Via Jutlandica
238,6 kilomètres depuis la frontière danoise près de Kruså, à travers le Schleswig-Holstein, jusqu'à la Basse-Elbe : le chemin de Saint-Jacques-de-Compostelle sur l'ancien « Ochsenweg » (chemin des bœufs) — avec Haithabu, la cathédrale de Schleswig, le bac suspendu de Rendsburg et, pour finir, un bac sur l'Elbe.
- 01En bref
- 02Aperçu
- 03Autres noms
- 04À qui cela convient-il — et à qui cela ne convient-il pas vraiment ?
- 05Parcours et paysages
- 06Étapes, terrain et niveau de difficulté
- 0720 octobre 2007 : un vide de près de 500 ans
- 08Les points forts du parcours
- 09Comment les pèlerins empruntent ce chemin
- 10Continuer le pèlerinage ?
- 11Préparation et informations pratiques
- 12Ce que te coûte ce trajet
- 13Comment s'y rendre
En bref
- Départ / Arrivée: Rønsdam, à la frontière danoise (près de Kruså) → Hollenbeck, près de Harsefeld
- Durée: 238,6 km (y compris la traversée de l'Elbe en ferry)
- Dénivelé:↗ 672 m / ↘ 698 m
- Durée: 9 à 11 jours
- Panneaux de signalisation: une coquille jaune sur fond bleu, accompagnée des couleurs du Schleswig-Holstein et du logo de la Société allemande de Saint-Jacques
- Niveau de difficulté: facile — le nord de l'Allemagne est plat, avec des dénivelés à peine perceptibles
- Caractère: Le chemin de Saint-Jacques-de-Compostelle, qui suit le tracé de l'ancien chemin des bœufs, de la frontière danoise jusqu'à la Basse-Elbe
Aperçu
La Via Jutlandica C'est le chemin de Saint-Jacques-de-Compostelle de l'extrême nord : de Rønsdam Située juste à la frontière danoise, elle passe par Flensburg et Schleswig à travers le Schleswig-Holstein, en passant par Rendsburg le canal de la Baltique-mer du Nord, qui passe par Itzehoe pour rejoindre l'ancienne ville fortifiée Glückstadt et traverse enfin en ferry la l'Elbe — jusqu'à Wischhafen, puis plus loin jusqu'à Hollenbeck près de Harsefeld.
Elle suit ainsi l'une des plus anciennes voies terrestres d'Europe : la Hærvej, du côté allemand Chemin des Bœufs.
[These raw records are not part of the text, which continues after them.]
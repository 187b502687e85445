use std::{collections::BTreeSet, fs::File, io::BufReader, path::Path};

use anyhow::{Context, Result};
use serde::{Deserialize, Serialize};

/// Settings for one aggregation run.
#[derive(Debug, Clone, PartialEq, Serialize, Deserialize)]
#[serde(default)]
pub struct AggregateConfig {
    /// Character stripped from population values before integer parsing (`None` keeps them as-is).
    pub thousands_separator: Option<char>,
    /// Countries whose computed fields are nulled in the output.
    pub suppressed_countries: BTreeSet<String>,
    /// Field separator of the BPI and update tables.
    pub delimiter: char,
    pub columns: ColumnConfig,
}

impl Default for AggregateConfig {
    fn default() -> Self {
        Self {
            thousands_separator: Some('.'),
            suppressed_countries: BTreeSet::new(),
            delimiter: ';',
            columns: ColumnConfig::default(),
        }
    }
}

impl AggregateConfig {
    /// Read a config from a JSON file. Missing keys fall back to their defaults.
    pub fn from_json_file(path: &Path) -> Result<Self> {
        let file = File::open(path)
            .with_context(|| format!("[config] Failed to open config file: {}", path.display()))?;
        serde_json::from_reader(BufReader::new(file))
            .with_context(|| format!("[config] Failed to parse config file: {}", path.display()))
    }
}

/// Header names of the three input sources.
#[derive(Debug, Clone, Default, PartialEq, Serialize, Deserialize)]
#[serde(default)]
pub struct ColumnConfig {
    pub reference: ReferenceColumns,
    pub update: UpdateColumns,
    pub zones: ZoneColumns,
}

/// Columns of the BPI reference table.
#[derive(Debug, Clone, PartialEq, Serialize, Deserialize)]
#[serde(default)]
pub struct ReferenceColumns {
    pub zone: String,
    pub language_code: String,
    pub country: String,
}

impl Default for ReferenceColumns {
    fn default() -> Self {
        Self {
            zone: "OmegaZone".to_string(),
            language_code: "ROL".to_string(),
            country: "Cnty_Name".to_string(),
        }
    }
}

/// Columns of the language-update table.
#[derive(Debug, Clone, PartialEq, Serialize, Deserialize)]
#[serde(default)]
pub struct UpdateColumns {
    pub language_code: String,
    pub country: String,
    pub population: String,
    pub language_name: String,
    pub egids_group: String,
    pub color: String,
}

impl Default for UpdateColumns {
    fn default() -> Self {
        Self {
            language_code: "Language Code".to_string(),
            country: "Country".to_string(),
            population: "Population".to_string(),
            language_name: "Language Name".to_string(),
            egids_group: "EGIDS Group".to_string(),
            color: "Color".to_string(),
        }
    }
}

/// Attribute names of the zone polygon layer.
#[derive(Debug, Clone, PartialEq, Serialize, Deserialize)]
#[serde(default)]
pub struct ZoneColumns {
    pub object_id_1: String,
    pub object_id: String,
    pub zone_id: String,
    pub zone_name: String,
    pub world_abc: String,
    pub province: String,
    pub country: String,
    pub region: String,
    pub population: String,
}

impl Default for ZoneColumns {
    fn default() -> Self {
        Self {
            object_id_1: "OBJECTID_1".to_string(),
            object_id: "OBJECTID".to_string(),
            zone_id: "WorldID".to_string(),
            zone_name: "Zone_Name".to_string(),
            world_abc: "World".to_string(),
            province: "Adm1_Name".to_string(),
            country: "Cnty_Name".to_string(),
            region: "RegionYWAM".to_string(),
            population: "Population".to_string(),
        }
    }
}

#[cfg(test)]
mod tests {
    use super::*;

    #[test]
    fn defaults_match_source_headers() {
        let config = AggregateConfig::default();
        assert_eq!(config.thousands_separator, Some('.'));
        assert_eq!(config.delimiter, ';');
        assert!(config.suppressed_countries.is_empty());
        assert_eq!(config.columns.reference.language_code, "ROL");
        assert_eq!(config.columns.update.egids_group, "EGIDS Group");
        assert_eq!(config.columns.zones.region, "RegionYWAM");
    }

    #[test]
    fn partial_json_keeps_defaults() {
        let config: AggregateConfig = serde_json::from_str(r#"{
            "thousands_separator": null,
            "suppressed_countries": ["Country1"],
            "columns": { "update": { "population": "Pop" } }
        }"#).unwrap();

        assert_eq!(config.thousands_separator, None);
        assert!(config.suppressed_countries.contains("Country1"));
        assert_eq!(config.delimiter, ';');
        assert_eq!(config.columns.update.population, "Pop");
        assert_eq!(config.columns.update.language_code, "Language Code");
        assert_eq!(config.columns.zones, ZoneColumns::default());
    }

    #[test]
    fn reads_config_file() {
        let dir = tempfile::tempdir().unwrap();
        let path = dir.path().join("config.json");
        std::fs::write(&path, r#"{ "delimiter": "," }"#).unwrap();

        let config = AggregateConfig::from_json_file(&path).unwrap();
        assert_eq!(config.delimiter, ',');
        assert!(AggregateConfig::from_json_file(&dir.path().join("missing.json")).is_err());
    }
}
C'est par cette crête que, du XVIe au XVIIIe siècle, des troupeaux de bovins provenant du Jutland étaient conduits vers les marais de la mer du Nord pour y être engraissés — et, plusieurs siècles auparavant, des pèlerins passaient par là pour se rendre à Rome et à Saint-Jacques-de-Compostelle. Le cartographe de Nuremberg Erhard Etzlaub a répertorié cet itinéraire vers 1500 sur sa carte du chemin de Rome.
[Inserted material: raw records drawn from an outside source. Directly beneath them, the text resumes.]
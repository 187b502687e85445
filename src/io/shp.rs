use std::{fs, path::Path};

use anyhow::{bail, Context, Result};
use geo::{Coord, LineString, MultiPolygon, Polygon};
use shapefile::{dbase::{FieldValue, Record}, Reader, Shape};

use crate::{config::ZoneColumns, error::ZoneError, types::{ZoneFeature, ZoneLayer}};

/// Reads a polygon shapefile and its `.dbf` attributes into zone features.
/// The CRS is the raw WKT of the sibling `.prj` file, if any.
pub fn read_zone_layer(path: &Path, columns: &ZoneColumns) -> Result<ZoneLayer<MultiPolygon<f64>>> {
    let mut reader = Reader::from_path(path)
        .map_err(|e| ZoneError::invalid_source(path.display().to_string(), e.to_string()))?;

    let mut features = Vec::with_capacity(reader.shape_count()?);
    for result in reader.iter_shapes_and_records() {
        let (shape, record) = result
            .with_context(|| format!("[io::shp] Error reading shape+record in {}", path.display()))?;
        let geometry = shape_to_multipolygon(shape)
            .with_context(|| format!("[io::shp] Bad geometry for feature {} in {}", features.len(), path.display()))?;
        features.push(record_to_zone(&record, columns, geometry)
            .with_context(|| format!("[io::shp] Bad attributes for feature {} in {}", features.len(), path.display()))?);
    }

    let crs = fs::read_to_string(path.with_extension("prj")).ok()
        .map(|wkt| wkt.trim().to_string())
        .filter(|wkt| !wkt.is_empty());

    Ok(ZoneLayer { features, crs })
}

fn record_to_zone(record: &Record, columns: &ZoneColumns, geometry: MultiPolygon<f64>) -> Result<ZoneFeature<MultiPolygon<f64>>> {
    Ok(ZoneFeature {
        object_id_1: get_integer_field(record, &columns.object_id_1)?,
        object_id: get_integer_field(record, &columns.object_id)?,
        zone_id: get_character_field(record, &columns.zone_id)?,
        zone_name: get_character_field(record, &columns.zone_name)?,
        world_abc: get_character_field(record, &columns.world_abc)?,
        province: get_character_field(record, &columns.province)?,
        country: get_character_field(record, &columns.country)?,
        region: get_character_field(record, &columns.region)?,
        population: get_numeric_field(record, &columns.population)?,
        geometry,
    })
}

/// Get a field as text; numeric identifiers are rendered without a fractional part.
fn get_character_field(record: &Record, field: &str) -> Result<String> {
    match record.get(field) {
        Some(FieldValue::Character(s)) => Ok(s.as_deref().unwrap_or_default().trim().to_string()),
        Some(FieldValue::Integer(n)) => Ok(n.to_string()),
        Some(FieldValue::Numeric(Some(n))) if n.fract() == 0.0 => Ok(format!("{}", *n as i64)),
        Some(FieldValue::Numeric(Some(n))) => Ok(n.to_string()),
        Some(FieldValue::Numeric(None)) => Ok(String::new()),
        _ => bail!("missing or invalid character field: {}", field)
    }
}

/// Get a field as a float.
fn get_numeric_field(record: &Record, field: &str) -> Result<f64> {
    match record.get(field) {
        Some(FieldValue::Numeric(Some(n))) => Ok(*n),
        Some(FieldValue::Double(n)) => Ok(*n),
        Some(FieldValue::Float(Some(n))) => Ok(f64::from(*n)),
        Some(FieldValue::Integer(n)) => Ok(f64::from(*n)),
        Some(FieldValue::Character(Some(s))) => s.trim().parse()
            .with_context(|| format!("non-numeric value {s:?} in field: {field}")),
        _ => bail!("missing or invalid numeric field: {}", field)
    }
}

/// Get a field as an integer.
fn get_integer_field(record: &Record, field: &str) -> Result<i64> {
    match record.get(field) {
        Some(FieldValue::Integer(n)) => Ok(i64::from(*n)),
        _ => Ok(get_numeric_field(record, field)?.trunc() as i64),
    }
}

/// Coerce a generic shape into an owned multipolygon, raising error if different shape
fn shape_to_multipolygon(shape: Shape) -> Result<MultiPolygon<f64>> {
    match shape {
        Shape::Polygon(polygon) => Ok(shp_to_geo(&polygon)),
        Shape::NullShape => Ok(MultiPolygon(Vec::new())),
        other => bail!("found non-Polygon shape in layer: {:?}", other.shapetype())
    }
}

/// Convert shapefile::Polygon to geo::MultiPolygon<f64>
fn shp_to_geo(p: &shapefile::Polygon) -> MultiPolygon<f64> {
    let mut polys = Vec::new();
    let mut exterior: Option<LineString<f64>> = None;
    let mut holes = Vec::new();

    // Shapefile stores each outer ring followed by its holes.
    for ring in p.rings() {
        let mut coords: Vec<Coord<f64>> = ring.points().iter().map(|pt| Coord { x: pt.x, y: pt.y }).collect();
        if coords.first() != coords.last() { coords.push(coords[0]) }

        if signed_area(&coords) < 0.0 { // clockwise => outer ring
            if let Some(ext) = exterior.take() {
                polys.push(Polygon::new(ext, std::mem::take(&mut holes)));
            }
            exterior = Some(LineString(coords));
        } else {
            holes.push(LineString(coords));
        }
    }
    if let Some(ext) = exterior {
        polys.push(Polygon::new(ext, holes));
    }

    MultiPolygon(polys)
}

/// Shoelace area of a closed ring (negative for clockwise).
fn signed_area(pts: &[Coord<f64>]) -> f64 {
    pts.windows(2).map(|w| w[0].x * w[1].y - w[1].x * w[0].y).sum::<f64>() / 2.0
}

#[cfg(test)]
mod tests {
    use super::*;
    use shapefile::{Point, PolygonRing};

    fn square(x0: f64, y0: f64, size: f64, clockwise: bool) -> Vec<Point> {
        let mut pts = vec![
            Point::new(x0, y0),
            Point::new(x0 + size, y0),
            Point::new(x0 + size, y0 + size),
            Point::new(x0, y0 + size),
            Point::new(x0, y0),
        ];
        if clockwise { pts.reverse() }
        pts
    }

    #[test]
    fn groups_holes_with_their_outer_ring() {
        let polygon = shapefile::Polygon::with_rings(vec![
            PolygonRing::Outer(square(0.0, 0.0, 10.0, true)),
            PolygonRing::Inner(square(2.0, 2.0, 2.0, false)),
            PolygonRing::Outer(square(20.0, 0.0, 5.0, true)),
        ]);

        let mp = shp_to_geo(&polygon);
        assert_eq!(mp.0.len(), 2);
        assert_eq!(mp.0[0].interiors().len(), 1);
        assert!(mp.0[1].interiors().is_empty());
    }

    #[test]
    fn null_shapes_become_empty() {
        assert!(shape_to_multipolygon(Shape::NullShape).unwrap().0.is_empty());
        assert!(shape_to_multipolygon(Shape::Point(Point::new(0.0, 0.0))).is_err());
    }

    #[test]
    fn reads_attribute_fields() {
        let mut record = Record::default();
        record.insert("Zone_Name".to_string(), FieldValue::Character(Some(" Z1 ".to_string())));
        record.insert("WorldID".to_string(), FieldValue::Numeric(Some(1234.0)));
        record.insert("Population".to_string(), FieldValue::Numeric(Some(1500.5)));
        record.insert("OBJECTID".to_string(), FieldValue::Integer(12));
        record.insert("Empty".to_string(), FieldValue::Numeric(None));

        assert_eq!(get_character_field(&record, "Zone_Name").unwrap(), "Z1");
        assert_eq!(get_character_field(&record, "WorldID").unwrap(), "1234");
        assert_eq!(get_numeric_field(&record, "Population").unwrap(), 1500.5);
        assert_eq!(get_integer_field(&record, "OBJECTID").unwrap(), 12);
        assert!(get_numeric_field(&record, "Empty").is_err());
        assert!(get_character_field(&record, "Missing").is_err());
    }

    #[test]
    fn missing_file_is_invalid_source() {
        let dir = tempfile::tempdir().unwrap();
        let err = read_zone_layer(&dir.path().join("none.shp"), &ZoneColumns::default()).unwrap_err();
        assert!(matches!(err.downcast_ref::<ZoneError>(), Some(ZoneError::InvalidSource { .. })));
    }
}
Ce chemin a retrouvé une nouvelle jeunesse tout en restant ancestral : au 20 octobre 2007 Elle a été inaugurée dans la cathédrale Saint-Pierre de Schleswig et a ainsi comblé, comme l'indiquent ses organisateurs, « après près de cinq cents ans », une lacune dans le réseau européen des chemins de pèlerinage. Depuis lors, la Via Jutlandica fait le lien entre les chemins de pèlerinage nordiques et les chemins de Saint-Jacques-de-Compostelle de Rhénanie-Westphalie — un maillon de la longue chaîne qui s'étend de la tombe d'Olav à Trondheim jusqu'à Saint-Jacques-de-Compostelle.
Autres noms
« Via Jutlandica » signifie tout simplement « la route du Jutland » ; on trouve parfois aussi Le Chemin de Saint-Jacques du Jutland. Le corridor suivra le tracé historique Hærvej (en danois, « chemin militaire ») ou Chemin des Bœufs. À Schleswig, la route se divise : l'itinéraire est passe par Eckernförde, Kiel et Plön pour rejoindre Lübeck, tandis que l'itinéraire principal, ou ouest — celui que nous empruntons —, passe par Rendsburg et Glückstadt pour rejoindre l'Elbe.
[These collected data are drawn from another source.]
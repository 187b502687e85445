//! Read-only lookup structures built from the two language tables.

mod reference;
mod update;

pub use reference::ReferenceIndex;
pub use update::{LanguageInfo, UpdateIndex};
use serde::{Deserialize, Serialize};
use thiserror::Error;

use crate::domain::{Address, CommandKey};

#[derive(Debug, Clone, Copy, PartialEq, Eq, Serialize, Deserialize)]
#[serde(rename_all = "snake_case")]
pub enum ErrorCode {
    Parse,
    ResolutionAbsent,
    ReadFailure,
    EstimationUnavailable,
    SubmissionRejected,
    SubmissionReverted,
    ValidationBlocked,
    MissingContext,
    Chain,
}

#[derive(Debug, Clone, Serialize, Deserialize)]
pub struct ErrorReport {
    pub code: ErrorCode,
    pub message: String,
}

impl ErrorReport {
    pub fn new(code: ErrorCode, message: impl Into<String>) -> Self {
        Self {
            code,
            message: message.into(),
        }
    }
}

#[derive(Debug, Clone, Error)]
pub enum CoreError {
    #[error("malformed draft: {0}")]
    Parse(String),
    #[error("nothing resolved from {seed}")]
    ResolutionAbsent { seed: Address },
    #[error("read of {target} failed: {reason}")]
    ReadFailure { target: Address, reason: String },
    #[error("no signer available (connect wallet)")]
    EstimationUnavailable,
    #[error("transaction rejected by signer: {0}")]
    SubmissionRejected(String),
    #[error("transaction reverted: {0}")]
    SubmissionReverted(String),
    #[error("draft removes {} locked command(s): {}", .0.len(), join_keys(.0))]
    ValidationBlocked(Vec<CommandKey>),
    #[error("no {0} selected")]
    MissingContext(&'static str),
    #[error("chain request failed: {0}")]
    Chain(String),
}

fn join_keys(keys: &[CommandKey]) -> String {
    keys.iter()
        .map(ToString::to_string)
        .collect::<Vec<_>>()
        .join(", ")
}

impl CoreError {
    pub fn code(&self) -> ErrorCode {
        match self {
            CoreError::Parse(_) => ErrorCode::Parse,
            CoreError::ResolutionAbsent { .. } => ErrorCode::ResolutionAbsent,
            CoreError::ReadFailure { .. } => ErrorCode::ReadFailure,
            CoreError::EstimationUnavailable => ErrorCode::EstimationUnavailable,
            CoreError::SubmissionRejected(_) => ErrorCode::SubmissionRejected,
            CoreError::SubmissionReverted(_) => ErrorCode::SubmissionReverted,
            CoreError::ValidationBlocked(_) => ErrorCode::ValidationBlocked,
            CoreError::MissingContext(_) => ErrorCode::MissingContext,
            CoreError::Chain(_) => ErrorCode::Chain,
        }
    }

    /// Errors that stop an operation outright rather than degrading its data.
    pub fn is_blocking(&self) -> bool {
        !matches!(
            self,
            CoreError::ResolutionAbsent { .. } | CoreError::ReadFailure { .. }
        )
    }
}

impl From<CoreError> for ErrorReport {
    fn from(value: CoreError) -> Self {
        Self {
            code: value.code(),
            message: value.to_string(),
        }
    }
}

impl From<&CoreError> for ErrorReport {
    fn from(value: &CoreError) -> Self {
        Self {
            code: value.code(),
            message: value.to_string(),
        }
    }
}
À qui cela convient-il — et à qui cela ne convient-il pas vraiment ?
Idéal si tu marche lente et méditative Si vous aimez : les vastes champs, les haies, les marais et les marécages, très peu de dénivelé, mais une histoire à chaque étape — les Vikings, les conducteurs de bœufs, l'histoire de la frontière dano-allemande. C'est également un excellent itinéraire pour débuter et pour tous ceux qui recherchent un chemin de Saint-Jacques-de-Compostelle tranquille, loin de la foule des pèlerins.
Ce n'est sans doute pas le parcours qu'il te faut si tu t'attends à des montagnes, des panoramas et des paysages spectaculaires : le point culminant dépasse à peine la hauteur d'un clocher, et certains tronçons empruntent des chemins agricoles et des routes goudronnées. La densité des hébergements reflète également la réalité du nord de l'Allemagne : il existe des gîtes pour pèlerins et des paroisses, mais il vaut mieux planifier ton itinéraire à l'avance plutôt que de partir à l'aveuglette.
Parcours et paysages
C'est la région frontalière qui donne le coup d'envoi : de Rønsdam si l'on en croit Flensburg puis vers le sud en passant par Handewitt, Oeversee et Sieverstedt jusqu'à Idstedt — Des noms qui résonnent encore aujourd’hui au Danemark. Chez Schleswig tu arrives à la Schlei et, avec elle, au cœur du parcours : le village viking Haithabu et le mur frontalier Danewerk.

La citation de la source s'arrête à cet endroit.